§ **The records**:

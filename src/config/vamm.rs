//! Configuration for the virtual AMM half of an instance.

use crate::domain::{TermWindow, Wad, MAX_TICK};
use crate::error::IrsError;

/// Immutable parameters of a [`Vamm`](crate::vamm::Vamm).
///
/// # Validation
///
/// - `tick_spacing` must be in `1..=MAX_TICK`.
/// - `fee_rate` must lie in `[0, 1]` (annualised fraction of notional).
/// - `protocol_fee_denominator` of zero disables the protocol cut; any
///   other value diverts `fee / denominator` of each step's LP fee.
/// - The term window is validated at [`TermWindow`] construction.
#[derive(Debug, Clone, Copy, PartialEq, Eq)]
#[cfg_attr(feature = "serde", derive(serde::Serialize, serde::Deserialize))]
pub struct VammConfig {
    tick_spacing: u32,
    fee_rate: Wad,
    protocol_fee_denominator: u32,
    term: TermWindow,
}

impl VammConfig {
    /// Creates a new `VammConfig`.
    ///
    /// # Errors
    ///
    /// - [`IrsError::InvalidConfiguration`] if `tick_spacing` is zero or
    ///   wider than the tick domain.
    /// - [`IrsError::InvalidConfiguration`] if `fee_rate` is outside `[0, 1]`.
    pub fn new(
        tick_spacing: u32,
        fee_rate: Wad,
        protocol_fee_denominator: u32,
        term: TermWindow,
    ) -> Result<Self, IrsError> {
        let config = Self {
            tick_spacing,
            fee_rate,
            protocol_fee_denominator,
            term,
        };
        config.validate()?;
        Ok(config)
    }

    /// Validates all configuration invariants.
    ///
    /// # Errors
    ///
    /// See [`VammConfig::new`].
    pub fn validate(&self) -> Result<(), IrsError> {
        if self.tick_spacing == 0 {
            return Err(IrsError::InvalidConfiguration(
                "tick spacing must be greater than zero",
            ));
        }
        if self.tick_spacing > MAX_TICK.unsigned_abs() {
            return Err(IrsError::InvalidConfiguration(
                "tick spacing exceeds tick domain",
            ));
        }
        if self.fee_rate.is_negative() || self.fee_rate > Wad::ONE {
            return Err(IrsError::InvalidConfiguration(
                "fee rate must lie in [0, 1]",
            ));
        }
        Ok(())
    }

    /// Returns the tick spacing.
    #[must_use]
    pub const fn tick_spacing(&self) -> u32 {
        self.tick_spacing
    }

    /// Tick spacing as a signed tick delta.  Validation caps it at
    /// `MAX_TICK`, so the conversion is lossless.
    #[must_use]
    pub const fn spacing(&self) -> i32 {
        self.tick_spacing as i32
    }

    /// Returns the annualised fee rate.
    #[must_use]
    pub const fn fee_rate(&self) -> Wad {
        self.fee_rate
    }

    /// Returns the protocol fee denominator (zero when disabled).
    #[must_use]
    pub const fn protocol_fee_denominator(&self) -> u32 {
        self.protocol_fee_denominator
    }

    /// Returns the maturity window.
    #[must_use]
    pub const fn term(&self) -> TermWindow {
        self.term
    }
}

#[cfg(test)]
#[allow(clippy::panic)]
mod tests {
    use super::*;
    use crate::domain::Timestamp;

    fn term() -> TermWindow {
        let Ok(t) = TermWindow::new(Timestamp::new(0), Timestamp::new(1_000)) else {
            panic!("valid term");
        };
        t
    }

    fn fee() -> Wad {
        Wad::from_raw(3_000_000_000_000_000)
    }

    #[test]
    fn valid_config() {
        let Ok(cfg) = VammConfig::new(60, fee(), 10, term()) else {
            panic!("expected Ok");
        };
        assert_eq!(cfg.tick_spacing(), 60);
        assert_eq!(cfg.spacing(), 60);
        assert_eq!(cfg.fee_rate(), fee());
        assert_eq!(cfg.protocol_fee_denominator(), 10);
        assert_eq!(cfg.term(), term());
    }

    #[test]
    fn zero_spacing_rejected() {
        let Err(IrsError::InvalidConfiguration(msg)) = VammConfig::new(0, fee(), 0, term()) else {
            panic!("expected InvalidConfiguration");
        };
        assert!(msg.contains("spacing"));
    }

    #[test]
    fn oversized_spacing_rejected() {
        assert!(VammConfig::new(70_000, fee(), 0, term()).is_err());
        assert!(VammConfig::new(69_100, fee(), 0, term()).is_ok());
    }

    #[test]
    fn fee_bounds() {
        assert!(VammConfig::new(1, Wad::from_integer(-1), 0, term()).is_err());
        assert!(VammConfig::new(1, Wad::from_integer(2), 0, term()).is_err());
        assert!(VammConfig::new(1, Wad::ONE, 0, term()).is_ok());
        assert!(VammConfig::new(1, Wad::ZERO, 0, term()).is_ok());
    }
}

§ **What to work on**:
Above are the records; print exactly the lines from the line with "the maturity window." to the line with "fn term() ->", including both, and nothing else.

§ **Output of the task**:
    /// Returns the maturity window.
    #[must_use]
    pub const fn term(&self) -> TermWindow {
        self.term
    }
}

#[cfg(test)]
#[allow(clippy::panic)]
mod tests {
    use super::*;
    use crate::domain::Timestamp;

    fn term() -> TermWindow {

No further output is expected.